Her amber cat eyes narrowed. “xxxx”
A character might have plain old blue or brown eyes and that’s fine. But why not use color terms that say something about the character or what they're thinking?
Here’s a great eye color list that will help you describe “who” your character is. This is one of the best I’ve seen to date and includes pictures.
Want to know the most common and rare eye colors in the world? The following are listed from most common to least.
Just for fun here’s a website that tells you the meaning of the color of your eyes.
Eye appearance/shape isn’t too difficult to write -- round, almond, bug-eyed, beady, sloe-eyed, hooded, upturned/cat, downturned etc. We might also include how the eyes are placed on the face: close-set, deep-set, monolid, protruding etc.
Certain eye conditions or disorders can affect eye appearance and are excellent descriptors. You may not want to use the scientific terms but the descriptions of the terms are also useful. See my list below.
Appearance also includes emotional expression and often involves the eyebrows.
Appearance frequently blurs lines with eye movement and more often than not demonstrates emotions and personality. You'll see examples of this in the lists below.
Is it just me, or do eye movements mess you up too?
No doubt you’ve heard or read something like: her eyes traveled/fell down the stairs where he stood.
The eyeballs rolled down the steps? Believe it or not, this is a common mistake. And yes as a newbie writer my crit group had a good laugh on me with such a mistake. Words like “gaze,” “visage,” "glance," fixes the problem.

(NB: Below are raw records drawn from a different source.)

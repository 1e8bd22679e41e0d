//! An append-only collection of event futures bound to one sender.

use std::sync::atomic::{AtomicBool, Ordering};
use std::sync::Arc;

use parking_lot::Mutex;

use crate::encoding::Encoder;
use crate::error::EncodeError;
use crate::event::{Event, EventFuture, Outcome};

/// A group of event futures that is flushed together by one worker call.
///
/// A `Batch` is mutable (appendable) only while it is the *current* batch,
/// i.e. while it is held in a [`crate::batch_cell::CurrentBatchCell`]. A
/// caller normally stops appending once the cell has swapped it out, but an
/// append racing a concurrent swap is expected, not a bug: the feeder reads
/// the current batch and appends to it as two separate steps, and the
/// scheduler can seal that very batch in between. The append still lands
/// safely in the (now sealed) old batch and is still flushed; the cell's
/// swap is the ordering guarantee, not `append` itself.
pub struct Batch<E> {
    sender_id: Arc<str>,
    futures: Mutex<Vec<EventFuture<E>>>,
    sealed: AtomicBool,
    finalized: AtomicBool,
}

impl<E: Event> Batch<E> {
    /// Creates a fresh, empty, appendable batch for `sender_id`.
    pub fn new(sender_id: Arc<str>) -> Self {
        Self {
            sender_id,
            futures: Mutex::new(Vec::new()),
            sealed: AtomicBool::new(false),
            finalized: AtomicBool::new(false),
        }
    }

    pub fn sender_id(&self) -> &str {
        &self.sender_id
    }

    /// Appends `event`, returning the future that will carry its outcome.
    /// Tolerates a batch that has already been sealed by a racing swap (see
    /// the struct docs); the event is still flushed along with the rest of
    /// the batch it landed in.
    pub fn append(&self, event: E) -> EventFuture<E> {
        let future = EventFuture::create(event);
        self.futures.lock().push(future.clone());
        future
    }

    /// Number of futures appended so far (pending or not).
    pub fn len(&self) -> usize {
        self.futures.lock().len()
    }

    pub fn is_empty(&self) -> bool {
        self.len() == 0
    }

    pub fn is_sealed(&self) -> bool {
        self.sealed.load(Ordering::Acquire)
    }

    /// Marks the batch as no longer current. Idempotent.
    pub fn seal(&self) {
        self.sealed.store(true, Ordering::Release);
    }

    /// Returns the futures that are still pending, as of this call.
    ///
    /// Used by the worker to drive the sink call and, afterward, to
    /// complete whatever the sink call left pending.
    pub fn pending_iter(&self) -> Vec<EventFuture<E>> {
        self.futures
            .lock()
            .iter()
            .filter(|f| f.is_pending())
            .cloned()
            .collect()
    }

    /// Completes every still-pending future with the same outcome. Used by
    /// the worker on a `flush_batch` throw, and by the lifecycle controller
    /// when draining batches to failure at shutdown.
    pub fn fail_all_pending(&self, message: &str) {
        for future in self.pending_iter() {
            future.fail(message.to_string());
        }
    }

    /// Invokes `report` once per future with its final outcome, then marks
    /// the batch finalized. Idempotent: a second call is a no-op and
    /// returns `false`. This is the per-future status reporting step, which
    /// must run exactly once per sealed batch (including empty ones) after
    /// the sink attempt has completed.
    pub fn finalize<F: FnMut(&Outcome)>(&self, mut report: F) -> bool {
        if self
            .finalized
            .compare_exchange(false, true, Ordering::AcqRel, Ordering::Acquire)
            .is_err()
        {
            return false;
        }

        for future in self.futures.lock().iter() {
            if let Some(outcome) = future.snapshot() {
                report(&outcome);
            }
        }
        true
    }

    pub fn is_finalized(&self) -> bool {
        self.finalized.load(Ordering::Acquire)
    }

    /// Encodes the batch's still-pending events through `encoder`'s batch
    /// overload. Locks every pending future's event slot for the duration
    /// of the call so the encoder sees a live `&E` sequence without this
    /// batch needing to clone events or give up ownership of them (a
    /// future's event is only ever taken out by `complete`/`fail`, which
    /// for a pending future happens strictly after this returns).
    pub fn encode(&self, encoder: &dyn Encoder<E>) -> Result<bytes::Bytes, EncodeError> {
        let pending = self.pending_iter();
        let guards: Vec<_> = pending.iter().map(EventFuture::event_guard).collect();
        let mut events = guards.iter().filter_map(|guard| guard.as_ref());
        encoder.encode_batch(&mut events)
    }
}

A tiresome descriptor for eye movement are the over-used look, looked and looking. If our eyes are open they are looking and it really doesn’t say much more than that. There’s nothing wrong with using look but never varying with more explicit substitutes is boring and causes echoes.
Try: gaze, glance, surveyed, glared, raked, searched, watched, scanned etc. You’ll find lots of these in the lists below. Notice, too, that some have very specific connotations.

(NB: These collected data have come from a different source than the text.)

//! The mode dispatcher: decided once at construction, it controls both how
//! an event is routed to the sink and *where* its outcome is reported.

/// One of the three delivery modes. Synchronous and rejected-async report
/// status in the feeder; batched and accepted-async report when the
/// future is later completed (by a worker or by the sink itself).
#[derive(Debug, Clone, Copy, PartialEq, Eq)]
pub enum Mode {
    Synchronous,
    Asynchronous,
    Batched,
}

impl Mode {
    /// `batched` iff the sink is batch-capable and a non-zero batch size
    /// is configured; else `asynchronous` iff the sink declares itself
    /// async; else `synchronous`.
    pub fn resolve(batch_capable: bool, batch_size: Option<usize>, is_async: bool) -> Mode {
        let batching_enabled = batch_capable && batch_size.map(|n| n > 0).unwrap_or(false);
        if batching_enabled {
            Mode::Batched
        } else if is_async {
            Mode::Asynchronous
        } else {
            Mode::Synchronous
        }
    }
}

#[cfg(test)]
mod tests {
    use super::*;

    #[test]
    fn batched_wins_when_batch_capable_and_sized() {
        assert_eq!(Mode::resolve(true, Some(10), true), Mode::Batched);
    }

    #[test]
    fn async_when_not_batched_but_declared_async() {
        assert_eq!(Mode::resolve(true, None, true), Mode::Asynchronous);
        assert_eq!(Mode::resolve(false, Some(10), true), Mode::Asynchronous);
    }

    #[test]
    fn synchronous_is_the_fallback() {
        assert_eq!(Mode::resolve(false, None, false), Mode::Synchronous);
        assert_eq!(Mode::resolve(true, Some(0), false), Mode::Synchronous);
    }
}
//! The lifecycle controller: builds a [`Sender`] from settings, a sink, and
//! an encoder, then owns the feeder task, the worker pool, and the flush
//! scheduler for as long as the sender is running.
//!
//! Startup and shutdown are both serialized against the stop barrier the
//! feeder also acquires per dispatch step (spec §4.9, §9): `stop()` holds
//! that single permit for its entire sequence, which is what guarantees no
//! feeder iteration is mid-dispatch while shutdown proceeds.

use std::num::NonZeroUsize;
use std::sync::atomic::{AtomicBool, Ordering};
use std::sync::Arc;
use std::time::{Duration, Instant};

use parking_lot::Mutex;
use tokio::sync::{Notify, Semaphore};
use tokio::task::JoinHandle;
use tokio::time::timeout;

use crate::batch_cell::CurrentBatchCell;
use crate::config::SenderSettings;
use crate::encoding::{Encoder, Filter};
use crate::error::ConfigError;
use crate::event::Event;
use crate::internal_events::{self, InternalEvent, ShutdownBegun, ShutdownComplete};
use crate::mode::Mode;
use crate::queue::{batch_queue, BatchQueue, BatchQueueReceiver};
use crate::sink::Sink;
use crate::upstream::Upstream;
use crate::{feeder, scheduler, worker};

/// "Join with a 1-second budget, then interrupt" (spec §4.9/§5), mapped to
/// `tokio::time::timeout` plus `AbortHandle::abort`.
const WORKER_JOIN_BUDGET: Duration = Duration::from_secs(1);

/// Shared state reachable only by batched senders: the current-batch cell,
/// the queue into the worker pool, and the age clock the scheduler reads.
pub(crate) struct BatchingState<E: Event> {
    pub current_batch: CurrentBatchCell<E>,
    pub queue_tx: BatchQueue<E>,
    pub last_flush: Mutex<Instant>,
    pub batch_size: NonZeroUsize,
    pub workers: usize,
}

/// State shared by the feeder, the worker pool, and the scheduler.
pub(crate) struct Core<E: Event> {
    pub sender_id: Arc<str>,
    pub closed: AtomicBool,
    pub shutdown: Notify,
    pub mode: Mode,
    pub flush_interval: Duration,
    pub stop_barrier: Semaphore,
    pub batching: Option<BatchingState<E>>,
}

/// Builds a [`Sender`] from its settings, sink, and encoder. Mirrors this
/// codebase's `SinkConfig::build`-style split between a declarative
/// configuration object and the thing it constructs.
pub struct SenderBuilder<E: Event> {
    sender_id: String,
    settings: SenderSettings,
    sink: Arc<dyn Sink<E>>,
    encoder: Arc<dyn Encoder<E>>,
    filter: Option<Arc<dyn Filter>>,
    management_hook: Option<Arc<dyn Fn() -> Result<(), String> + Send + Sync>>,
}

impl<E: Event> SenderBuilder<E> {
    pub fn new(
        sender_id: impl Into<String>,
        settings: SenderSettings,
        sink: Arc<dyn Sink<E>>,
        encoder: Arc<dyn Encoder<E>>,
    ) -> Self {
        Self {
            sender_id: sender_id.into(),
            settings,
            sink,
            encoder,
            filter: None,
            management_hook: None,
        }
    }

    pub fn filter(mut self, filter: Arc<dyn Filter>) -> Self {
        self.filter = Some(filter);
        self
    }

    /// Registers a best-effort management/monitoring unregister hook,
    /// invoked during `stop()` after workers have joined. Errors are
    /// logged, never propagated (spec §9 design notes).
    pub fn management_hook(
        mut self,
        hook: Arc<dyn Fn() -> Result<(), String> + Send + Sync>,
    ) -> Self {
        self.management_hook = Some(hook);
        self
    }

    /// Validates settings against the sink's declared capabilities,
    /// verifies the encoder, and spawns the feeder — plus, in batched
    /// mode, the worker pool and flush scheduler.
    pub fn start(self, upstream: Box<dyn Upstream<E>>) -> Result<Sender<E>, ConfigError> {
        self.encoder
            .verify()
            .map_err(|message| ConfigError::EncoderVerificationFailed { message })?;

        let resolved = self.settings.validate(
            self.sink.batch_capable(),
            self.sink.batch_only(),
            self.sink.is_async(),
        )?;

        let sender_id: Arc<str> = Arc::from(self.sender_id.as_str());

        let (batching, queue_rx) = if resolved.mode == Mode::Batched {
            let batch_size = resolved
                .batch_size
                .expect("batched mode always resolves a batch size");
            let (queue_tx, queue_rx) = batch_queue::<E>(resolved.workers);
            (
                Some(BatchingState {
                    current_batch: CurrentBatchCell::new(Arc::clone(&sender_id)),
                    queue_tx,
                    last_flush: Mutex::new(Instant::now()),
                    batch_size,
                    workers: resolved.workers,
                }),
                Some(queue_rx),
            )
        } else {
            (None, None)
        };

        let core = Arc::new(Core {
            sender_id: Arc::clone(&sender_id),
            closed: AtomicBool::new(false),
            shutdown: Notify::new(),
            mode: resolved.mode,
            flush_interval: resolved.flush_interval,
            stop_barrier: Semaphore::new(1),
            batching,
        });

        let feeder_handle = tokio::spawn(feeder::run(
            Arc::clone(&core),
            Arc::clone(&self.sink),
            Arc::clone(&self.encoder),
            self.filter.clone(),
            upstream,
        ));

        let mut worker_handles = Vec::new();
        let mut scheduler_handle = None;
        let mut shared_queue_rx = None;

        if resolved.mode == Mode::Batched {
            let queue_rx = queue_rx.expect("batched mode always creates a queue receiver");

            for worker_id in 0..resolved.workers {
                worker_handles.push(tokio::spawn(worker::run(
                    Arc::clone(&core),
                    Arc::clone(&self.sink),
                    Arc::clone(&self.encoder),
                    self.filter.clone(),
                    queue_rx.clone(),
                    worker_id,
                )));
            }

            scheduler_handle = Some(tokio::spawn(scheduler::run(Arc::clone(&core))));
            shared_queue_rx = Some(queue_rx);
        }

        Ok(Sender {
            core,
            sink: self.sink,
            management_hook: self.management_hook,
            feeder_handle: Some(feeder_handle),
            worker_handles,
            scheduler_handle,
            queue_rx: shared_queue_rx,
        })
    }
}

/// A running sender: owns the feeder task, the worker pool (batched mode
/// only), and the flush scheduler (batched mode only).
pub struct Sender<E: Event> {
    core: Arc<Core<E>>,
    sink: Arc<dyn Sink<E>>,
    management_hook: Option<Arc<dyn Fn() -> Result<(), String> + Send + Sync>>,
    feeder_handle: Option<JoinHandle<()>>,
    worker_handles: Vec<JoinHandle<()>>,
    scheduler_handle: Option<JoinHandle<()>>,
    queue_rx: Option<BatchQueueReceiver<E>>,
}

impl<E: Event> Sender<E> {
    pub fn sender_id(&self) -> &str {
        &self.core.sender_id
    }

    /// Triggers graceful shutdown and blocks until the three guarantees in
    /// spec §4.9 hold: no future remains pending, every worker has
    /// terminated, and `end()` has been called exactly once per event the
    /// core observed.
    pub async fn stop(&mut self) {
        let _barrier = self
            .core
            .stop_barrier
            .acquire()
            .await
            .expect("stop barrier is never closed");

        ShutdownBegun {
            sender_id: self.core.sender_id.to_string(),
        }
        .emit();
        self.core.closed.store(true, Ordering::Release);

        // Abort the scheduler first: it's the only other task that calls
        // `swap_if_current`, and the drain below uses the unconditional
        // `swap_fresh`, which is only race-free once the scheduler can no
        // longer observe and act on the same "current" batch.
        if let Some(scheduler_handle) = self.scheduler_handle.take() {
            scheduler_handle.abort();
        }

        if let Some(batching) = self.core.batching.as_ref() {
            let current = batching.current_batch.swap_fresh();
            current.fail_all_pending("sender is shutting down");
            current.finalize(|outcome| {
                internal_events::report_outcome(&self.core.sender_id, outcome)
            });

            if let Some(queue_rx) = &self.queue_rx {
                let drained = queue_rx.drain_available();
                for batch in drained {
                    batch.fail_all_pending("sender is shutting down");
                    batch.finalize(|outcome| {
                        internal_events::report_outcome(&self.core.sender_id, outcome)
                    });
                }
            }

            for _ in 0..batching.workers {
                if batching.queue_tx.put_sentinel().await.is_err() {
                    break;
                }
            }

            for handle in self.worker_handles.drain(..) {
                let abort_handle = handle.abort_handle();
                match timeout(WORKER_JOIN_BUDGET, handle).await {
                    Ok(Ok(())) => {}
                    Ok(Err(join_err)) => {
                        error!(
                            message = "worker task panicked",
                            sender_id = %self.core.sender_id,
                            error = %join_err,
                        );
                    }
                    Err(_) => {
                        warn!(
                            message = "worker did not join within its budget; aborting",
                            sender_id = %self.core.sender_id,
                        );
                        abort_handle.abort();
                    }
                }
            }
        }

        if let Some(hook) = &self.management_hook {
            if let Err(message) = hook() {
                warn!(
                    message = "management endpoint unregister failed",
                    sender_id = %self.core.sender_id,
                    error = %message,
                );
            }
        }

        self.sink.custom_stop().await;

        self.core.shutdown.notify_waiters();
        if let Some(handle) = self.feeder_handle.take() {
            let _ = handle.await;
        }

        ShutdownComplete {
            sender_id: self.core.sender_id.to_string(),
        }
        .emit();
    }
}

As mentioned above, eyebrows are very much a part of eye movement and play an important part in expressing emotion. Blinking eyelashes show emotion too but at the risk of sounding silly, don’t overuse this one.

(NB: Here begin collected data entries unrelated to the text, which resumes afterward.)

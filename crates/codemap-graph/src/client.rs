//! Neo4j connection management and the shared graph client.

use std::sync::atomic::{AtomicBool, Ordering};
use std::sync::Arc;
use std::time::Duration;

use neo4rs::{query, ConfigBuilder, Graph, Query};

use codemap_core::Partition;

/// Connection attempts before giving up on an unreachable store.
const CONNECT_ATTEMPTS: u32 = 3;

/// Base backoff delay, doubled after each failed attempt.
const CONNECT_BACKOFF: Duration = Duration::from_secs(1);

/// Name of the full-text index over code entity names, paths and ids.
pub(crate) const FULLTEXT_INDEX: &str = "codeNames";

/// Errors from graph operations.
#[derive(Debug, thiserror::Error)]
pub enum GraphError {
    #[error("Neo4j connection error: {0}")]
    Connection(String),

    #[error("graph client is closed")]
    Closed,

    #[error("Neo4j query error: {0}")]
    Query(#[from] neo4rs::Error),

    #[error("Serialization error: {0}")]
    Serialization(String),
}

/// Configuration for connecting to Neo4j.
#[derive(Debug, Clone)]
pub struct GraphConfig {
    pub uri: String,
    pub user: String,
    pub password: String,
    pub max_connections: usize,
    pub fetch_size: usize,
}

impl Default for GraphConfig {
    fn default() -> Self {
        Self {
            uri: "bolt://localhost:7687".to_string(),
            user: "neo4j".to_string(),
            password: "codemap-dev".to_string(),
            max_connections: 50,
            fetch_size: 256,
        }
    }
}

/// Lifecycle of a [`GraphClient`].
#[derive(Debug, Clone, Copy, PartialEq, Eq)]
pub enum ConnectionState {
    Ready,
    Closed,
}

/// Thread-safe Neo4j graph client with connection pooling, bound to one
/// `(repo_id, entity_id)` partition for its whole lifetime.
///
/// Clone is cheap (inner Arc); all clones share the pool and the lifecycle
/// flag, so closing one clone closes them all.
#[derive(Clone)]
pub struct GraphClient {
    graph: Graph,
    partition: Partition,
    closed: Arc<AtomicBool>,
}

impl GraphClient {
    /// Connect to Neo4j and provision indexes.
    ///
    /// Transient unavailability is retried up to [`CONNECT_ATTEMPTS`] times
    /// with exponential backoff; exhausting the retries surfaces a
    /// [`GraphError::Connection`] to the caller.
    pub async fn connect(config: &GraphConfig, partition: Partition) -> Result<Self, GraphError> {
        let mut attempt = 0u32;
        let graph = loop {
            attempt += 1;
            match Self::open_pool(config).await {
                Ok(graph) => break graph,
                Err(e) if attempt < CONNECT_ATTEMPTS => {
                    let delay = CONNECT_BACKOFF * 2u32.pow(attempt - 1);
                    tracing::warn!(
                        attempt,
                        delay_ms = delay.as_millis() as u64,
                        error = %e,
                        "Neo4j unavailable, backing off"
                    );
                    tokio::time::sleep(delay).await;
                }
                Err(e) => {
                    return Err(GraphError::Connection(format!(
                        "giving up after {attempt} attempts: {e}"
                    )));
                }
            }
        };

        let client = Self {
            graph,
            partition,
            closed: Arc::new(AtomicBool::new(false)),
        };
        client.provision_indexes().await?;

        tracing::info!(
            uri = %config.uri,
            repo_id = %client.partition.repo_id,
            entity_id = %client.partition.entity_id,
            "Connected to Neo4j"
        );
        Ok(client)
    }

    /// One connection attempt: build the pool and verify it with a
    /// round-trip, since pool construction alone does not touch the network.
    async fn open_pool(config: &GraphConfig) -> Result<Graph, GraphError> {
        let neo_config = ConfigBuilder::default()
            .uri(&config.uri)
            .user(&config.user)
            .password(&config.password)
            .max_connections(config.max_connections)
            .fetch_size(config.fetch_size)
            .build()
            .map_err(|e| GraphError::Connection(e.to_string()))?;

        let graph = Graph::connect(neo_config)
            .await
            .map_err(|e| GraphError::Connection(e.to_string()))?;

        graph
            .run(query("RETURN 1"))
            .await
            .map_err(|e| GraphError::Connection(e.to_string()))?;

        Ok(graph)
    }

    /// Declarative, idempotent index provisioning. Re-opening against an
    /// already-provisioned store is a no-op.
    async fn provision_indexes(&self) -> Result<(), GraphError> {
        let fulltext = format!(
            "CREATE FULLTEXT INDEX {FULLTEXT_INDEX} IF NOT EXISTS \
             FOR (n:CLASS|FUNCTION|FILE) ON EACH [n.name, n.path, n.node_id]"
        );
        self.run(query(&fulltext)).await?;

        self.run(query(
            "CREATE INDEX node_id_NODE IF NOT EXISTS FOR (n:NODE) ON (n.node_id)",
        ))
        .await?;

        self.run(query(
            "CREATE INDEX entityId_NODE IF NOT EXISTS FOR (n:NODE) ON (n.entityId)",
        ))
        .await?;

        Ok(())
    }

    /// The partition this client writes into and reads from.
    pub fn partition(&self) -> &Partition {
        &self.partition
    }

    pub fn state(&self) -> ConnectionState {
        if self.closed.load(Ordering::Acquire) {
            ConnectionState::Closed
        } else {
            ConnectionState::Ready
        }
    }

    /// Release the client. Idempotent and never fails; subsequent operations
    /// on any clone return [`GraphError::Closed`]. The pooled connections
    /// themselves are released when the last clone drops.
    pub fn close(&self) {
        if !self.closed.swap(true, Ordering::AcqRel) {
            tracing::info!("Graph client closed");
        }
    }

    pub(crate) fn ensure_open(&self) -> Result<(), GraphError> {
        match self.state() {
            ConnectionState::Ready => Ok(()),
            ConnectionState::Closed => Err(GraphError::Closed),
        }
    }

    /// Execute a write-only query (CREATE, MERGE, DELETE, SET).
    pub async fn run(&self, query: Query) -> Result<(), GraphError> {
        self.ensure_open()?;
        self.graph.run(query).await?;
        Ok(())
    }

    /// Execute a read query and collect all rows.
    pub async fn query_rows(&self, query: Query) -> Result<Vec<neo4rs::Row>, GraphError> {
        self.ensure_open()?;
        let mut stream = self.graph.execute(query).await?;
        let mut rows = Vec::new();
        while let Some(row) = stream.next().await? {
            rows.push(row);
        }
        Ok(rows)
    }

    /// Execute a read query and return the first row, if any.
    pub async fn query_one(&self, query: Query) -> Result<Option<neo4rs::Row>, GraphError> {
        self.ensure_open()?;
        let mut stream = self.graph.execute(query).await?;
        Ok(stream.next().await?)
    }
}
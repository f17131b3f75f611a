//! codemap-core: Shared types for the Codemap code-property graph.
//!
//! This crate provides the foundational types used across all Codemap
//! components:
//! - Node and edge types for the code-property graph
//! - The tenant partition identifying whose graph a manager operates on
//! - The serde shape of a bulk-ingest payload

pub mod types;

pub use types::{CodeEdge, CodeNode, GraphDocument, NodeKind, Partition};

And now for my lists. These include eye movement, appearance/expression, disorders and conditions, eye parts and types of eyeglasses.
Anchored her attention on
Angry gaze sliced
Blinking with feigned innocence
Brow furrowed as his mouth turned grim
Brows knitted in a frown
Bushy brows beetled
Cocked a brow in surprise
Dragged his hawkish gaze
Drilled her with
Eyed him demurely/boldly
Eyes crossed in exasperation
Eyes retraced their path to
Eyes rolled skyward
Flayed him with
Focused on her lips
Followed as the model passed
Gawking at girls
Gaze cruised her figure
Gaze dipped to her
Glare traveled with unnerving thoroughness
Glared daggers [overused]
Inspected the cabin
Inventoried his surroundings
Lashes swept up and she blinked
Leveled a glowering look
Lingered over the script lines
Lowered her eyes/opened
Narrowed to crinkled slits
One heavy brow slanted in strong disapproval
Penetrating gaze probed
Perusing the sea of faces in hopes of
Plugged his eyes back into their sockets
Pried her eyes off the hunk
Probing visual caress
Raked with disdain
Searching the depths
Shifted her angry glare to
Shot him a disgusted glance
Sighted out the corner of her eye
Slammed her eyes shut and hummed the pain
Squeezed his eyes shut and gritted his teeth
Strange pale eyes darted
Studied with piercing scrutiny
Swung her restless gaze
Tracking the other man’s gaze
Unglued her eyes from him
Up went his brows
Violet eyes strayed to the
Watched until distance obscured
Wrenched his gaze
Eye Expression and Appearance
[Some of these cross over with Movement]
Devoured her beauty
A look designed to peel his hide
Avid eyes attested to his quick wit
Beady rat eyes
Blazed like torches
Boomerang brows like Ayatollah Khomeini’s
Bright with age
Bulging with fright
Chaotic, helter-skelter eyebrow—like his mind, unsystematic and fickle
Crudely insulting stare
Deep set beneath heavy black brows
Disapproval gleamed in her eyes
Dissatisfaction plowed his brow
Elliptical eyes with heavy lids
Eyebrows like checkmarks
Eyes all gooey with
Eyes like a shark
Flashed with gaiety/anger etc
Flat black, dispassionate as bullets
Get a load of those blinkers
Gleam of deviltry
Green flinty rocks
Hallows of madness
Hard as nails
Held hostage by his eyes
Intent and unwavering/riveted
Liquid pools of
Luminous glow of happiness
Mellow as the sky at sunset
Narrowed to slits
Nebulous gaze / unreadable
Penetrating blue of his eyes
Possessed the power to make her
Rheumy old eyes
Sharp with intelligence
Slits for eyes
Sliver of emotion in those cool eyes
Sloped down at the corners like a sad pup
Small evil eyes
Sneaky close-set eyes
So tired his eyeballs seemed to sag out
Steeply arched brows
Sunken in the head
Tears of remorse flooded
The dark mystery of his eyes
Triangular brows/always surprised
Veiled expression of
Visual exploration of
Where did you get those peepers
Wild and frightened
Eye Disorders and Conditions
[You might like this website]
[A good overview of modern lenses]
Note: Although it’s not exactly known when eye glasses were first invented, they appear in a 1352 painting.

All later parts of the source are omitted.